--- Raw data Enclosed Below ---

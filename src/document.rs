//! The document façade: title, load lifecycle, observer and sharing.
//!
//! ## State machine
//!
//! ```text
//! None ──load_source()──▶ Loading ──▶ Success
//!                            ▲   ├──▶ Failed(InvalidResource)
//!                            │   ├──▶ Failed(NoInternet)
//!                            │   └──▶ Failed(PasswordProtected)
//!                            └──── load_source() from any state
//! ```
//!
//! `Success` holds exactly when an artifact is bound to the document's
//! [`DocumentView`]. Every transition clears or binds the view first, then
//! publishes the state, then notifies the observer with no lock held.
//!
//! ## Overlapping loads
//!
//! Each `load_source()` starts a new generation. Events from older
//! generations are dropped, so the most recently issued load always wins,
//! whatever order the background pool finishes in.

use crate::config::ViewerConfig;
use crate::error::DocViewError;
use crate::loader::{Artifact, FetchEvent, FetchSink, ImageLoader, Loader, PdfLoader};
use crate::reachability::{Reachability, SystemReachability};
use crate::runtime::ExecutionPolicy;
use crate::share::ShareExporter;
use crate::source::{DocumentKind, DocumentSource};
use crate::state::DocumentState;
use parking_lot::{Mutex, RwLock};
use std::fmt;
use std::path::PathBuf;
use std::sync::{Arc, Weak};
use tracing::debug;

/// Receives document state changes.
///
/// Called synchronously on every state mutation: on the caller's thread for
/// the `Loading` transition and inline payloads, on the main context for
/// remote completions. Documents hold observers weakly.
pub trait DocumentObserver: Send + Sync {
    fn on_state_changed(&self, _document: &dyn Document) {}
}

/// Object-safe view of a document, independent of its kind.
pub trait Document: Send + Sync {
    fn title(&self) -> String;

    /// Fails with [`DocViewError::EmptyTitle`] and keeps the current title
    /// when `title` is empty.
    fn set_title(&self, title: &str) -> Result<(), DocViewError>;

    /// `None` until the first [`Document::load_source`].
    fn state(&self) -> Option<DocumentState>;

    /// Export the loaded document and return the written file.
    ///
    /// `None` unless the state is [`DocumentState::Success`], or if the
    /// export fails. Every call writes a fresh file.
    fn share_location(&self) -> Option<PathBuf>;

    fn kind(&self) -> DocumentKind;

    /// (Re)load the current source.
    fn load_source(&self);
}

/// Render target of a document. Holds the bound artifact, if any.
pub struct DocumentView<A> {
    artifact: RwLock<Option<Arc<A>>>,
}

impl<A> DocumentView<A> {
    fn new() -> Self {
        Self {
            artifact: RwLock::new(None),
        }
    }

    pub fn artifact(&self) -> Option<Arc<A>> {
        self.artifact.read().clone()
    }

    pub fn is_bound(&self) -> bool {
        self.artifact.read().is_some()
    }

    fn bind(&self, artifact: A) {
        *self.artifact.write() = Some(Arc::new(artifact));
    }

    fn clear(&self) {
        *self.artifact.write() = None;
    }
}

impl<A> fmt::Debug for DocumentView<A> {
    fn fmt(&self, f: &mut fmt::Formatter<'_>) -> fmt::Result {
        f.debug_struct("DocumentView")
            .field("bound", &self.is_bound())
            .finish()
    }
}

struct Fields {
    title: String,
    source: DocumentSource,
    state: Option<DocumentState>,
    generation: u64,
}

struct Inner<L: Loader> {
    loader: L,
    exporter: ShareExporter,
    config: ViewerConfig,
    credential: Option<String>,
    fields: Mutex<Fields>,
    view: Arc<DocumentView<L::Artifact>>,
    observer: Mutex<Option<Weak<dyn DocumentObserver>>>,
}

/// A document of the kind loaded by `L`. Cheap to clone; clones share state.
pub struct ViewerDocument<L: Loader> {
    inner: Arc<Inner<L>>,
}

/// A raster image document.
pub type ImageDocument = ViewerDocument<ImageLoader>;

/// A PDF document.
pub type PdfDocument = ViewerDocument<PdfLoader>;

impl<L: Loader> ViewerDocument<L> {
    pub fn new(
        title: impl Into<String>,
        source: DocumentSource,
        loader: L,
        config: &ViewerConfig,
    ) -> Result<Self, DocViewError> {
        Self::build(title.into(), source, None, loader, config)
    }

    fn build(
        title: String,
        source: DocumentSource,
        credential: Option<String>,
        loader: L,
        config: &ViewerConfig,
    ) -> Result<Self, DocViewError> {
        if title.is_empty() {
            return Err(DocViewError::EmptyTitle);
        }

        Ok(Self {
            inner: Arc::new(Inner {
                loader,
                exporter: ShareExporter::new(config.share_root.clone()),
                config: config.clone(),
                credential,
                fields: Mutex::new(Fields {
                    title,
                    source,
                    state: None,
                    generation: 0,
                }),
                view: Arc::new(DocumentView::new()),
                observer: Mutex::new(None),
            }),
        })
    }

    /// Replace the source used by the next [`Document::load_source`].
    pub fn set_source(&self, source: DocumentSource) {
        self.inner.fields.lock().source = source;
    }

    pub fn source(&self) -> DocumentSource {
        self.inner.fields.lock().source.clone()
    }

    pub fn credential(&self) -> Option<&str> {
        self.inner.credential.as_deref()
    }

    pub fn document_view(&self) -> Arc<DocumentView<L::Artifact>> {
        Arc::clone(&self.inner.view)
    }

    /// Register `observer`, replacing any previous one. Only a weak
    /// reference is kept.
    pub fn set_observer(&self, observer: &Arc<dyn DocumentObserver>) {
        *self.inner.observer.lock() = Some(Arc::downgrade(observer));
    }

    pub fn clear_observer(&self) {
        *self.inner.observer.lock() = None;
    }

    /// Number of loads issued so far.
    pub fn generation(&self) -> u64 {
        self.inner.fields.lock().generation
    }

    fn apply(inner: &Arc<Inner<L>>, generation: u64, event: FetchEvent<L::Artifact>) {
        {
            let mut fields = inner.fields.lock();
            if fields.generation != generation {
                debug!(
                    "Discarding stale load event for '{}' (generation {}, current {})",
                    fields.title, generation, fields.generation
                );
                return;
            }

            let state = event.state();
            match event {
                FetchEvent::Finished(Ok(artifact)) => inner.view.bind(artifact),
                FetchEvent::Loading | FetchEvent::Finished(Err(_)) => inner.view.clear(),
            }
            fields.state = Some(state);
            debug!("Document '{}' → {}", fields.title, state);
        }

        Self::notify(inner);
    }

    fn notify(inner: &Arc<Inner<L>>) {
        let observer = inner.observer.lock().as_ref().and_then(Weak::upgrade);
        if let Some(observer) = observer {
            let document = ViewerDocument {
                inner: Arc::clone(inner),
            };
            observer.on_state_changed(&document);
        }
    }
}

impl<L: Loader> Document for ViewerDocument<L> {
    fn title(&self) -> String {
        self.inner.fields.lock().title.clone()
    }

    fn set_title(&self, title: &str) -> Result<(), DocViewError> {
        if title.is_empty() {
            return Err(DocViewError::EmptyTitle);
        }
        self.inner.fields.lock().title = title.to_string();
        Ok(())
    }

    fn state(&self) -> Option<DocumentState> {
        self.inner.fields.lock().state
    }

    fn share_location(&self) -> Option<PathBuf> {
        let (title, state) = {
            let fields = self.inner.fields.lock();
            (fields.title.clone(), fields.state)
        };
        if state != Some(DocumentState::Success) {
            return None;
        }

        let artifact = self.inner.view.artifact()?;
        let data = artifact.share_data(&self.inner.config)?;
        self.inner
            .exporter
            .export(&data, &title, L::KIND.share_subdirectory())
    }

    fn kind(&self) -> DocumentKind {
        L::KIND
    }

    fn load_source(&self) {
        let (generation, source) = {
            let mut fields = self.inner.fields.lock();
            fields.generation += 1;
            (fields.generation, fields.source.clone())
        };

        let weak = Arc::downgrade(&self.inner);
        let sink: FetchSink<L::Artifact> = Arc::new(move |event: FetchEvent<L::Artifact>| {
            match weak.upgrade() {
                Some(inner) => Self::apply(&inner, generation, event),
                None => debug!("Document dropped before its load finished"),
            }
        });

        self.inner
            .loader
            .fetch(&source, self.inner.credential.as_deref(), sink);
    }
}

impl<L: Loader> Clone for ViewerDocument<L> {
    fn clone(&self) -> Self {
        Self {
            inner: Arc::clone(&self.inner),
        }
    }
}

impl<L: Loader> fmt::Debug for ViewerDocument<L> {
    fn fmt(&self, f: &mut fmt::Formatter<'_>) -> fmt::Result {
        let fields = self.inner.fields.lock();
        f.debug_struct("ViewerDocument")
            .field("kind", &L::KIND)
            .field("title", &fields.title)
            .field("state", &fields.state)
            .field("generation", &fields.generation)
            .finish_non_exhaustive()
    }
}

// ── Convenience constructors ─────────────────────────────────────────────

impl ImageDocument {
    /// An image document using [`SystemReachability`].
    pub fn image(
        title: impl Into<String>,
        source: DocumentSource,
        policy: ExecutionPolicy,
        config: &ViewerConfig,
    ) -> Result<Self, DocViewError> {
        let reachability: Arc<dyn Reachability> = Arc::new(SystemReachability::new());
        Self::new(title, source, ImageLoader::new(policy, reachability, config), config)
    }
}

impl PdfDocument {
    /// A pdfium-backed PDF document using [`SystemReachability`].
    pub fn pdf(
        title: impl Into<String>,
        source: DocumentSource,
        credential: Option<String>,
        policy: ExecutionPolicy,
        config: &ViewerConfig,
    ) -> Result<Self, DocViewError> {
        let reachability: Arc<dyn Reachability> = Arc::new(SystemReachability::new());
        let loader = PdfLoader::pdfium(policy, reachability, config)?;
        Self::with_credential(title, source, credential, loader, config)
    }

    /// A PDF document unlocked with `credential` when it is encrypted.
    pub fn with_credential(
        title: impl Into<String>,
        source: DocumentSource,
        credential: Option<String>,
        loader: PdfLoader,
        config: &ViewerConfig,
    ) -> Result<Self, DocViewError> {
        Self::build(title.into(), source, credential, loader, config)
    }
}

--- End of Enclosed Raw data ---

Nothing beyond the line containing "use tracing::debug;" is to be output; the lines above, from the first one onward to that line, are to be transcribed exactly.

● Exercise answer
filename src/document.rs
//! The document façade: title, load lifecycle, observer and sharing.
//!
//! ## State machine
//!
//! ```text
//! None ──load_source()──▶ Loading ──▶ Success
//!                            ▲   ├──▶ Failed(InvalidResource)
//!                            │   ├──▶ Failed(NoInternet)
//!                            │   └──▶ Failed(PasswordProtected)
//!                            └──── load_source() from any state
//! ```
//!
//! `Success` holds exactly when an artifact is bound to the document's
//! [`DocumentView`]. Every transition clears or binds the view first, then
//! publishes the state, then notifies the observer with no lock held.
//!
//! ## Overlapping loads
//!
//! Each `load_source()` starts a new generation. Events from older
//! generations are dropped, so the most recently issued load always wins,
//! whatever order the background pool finishes in.

use crate::config::ViewerConfig;
use crate::error::DocViewError;
use crate::loader::{Artifact, FetchEvent, FetchSink, ImageLoader, Loader, PdfLoader};
use crate::reachability::{Reachability, SystemReachability};
use crate::runtime::ExecutionPolicy;
use crate::share::ShareExporter;
use crate::source::{DocumentKind, DocumentSource};
use crate::state::DocumentState;
use parking_lot::{Mutex, RwLock};
use std::fmt;
use std::path::PathBuf;
use std::sync::{Arc, Weak};
use tracing::debug;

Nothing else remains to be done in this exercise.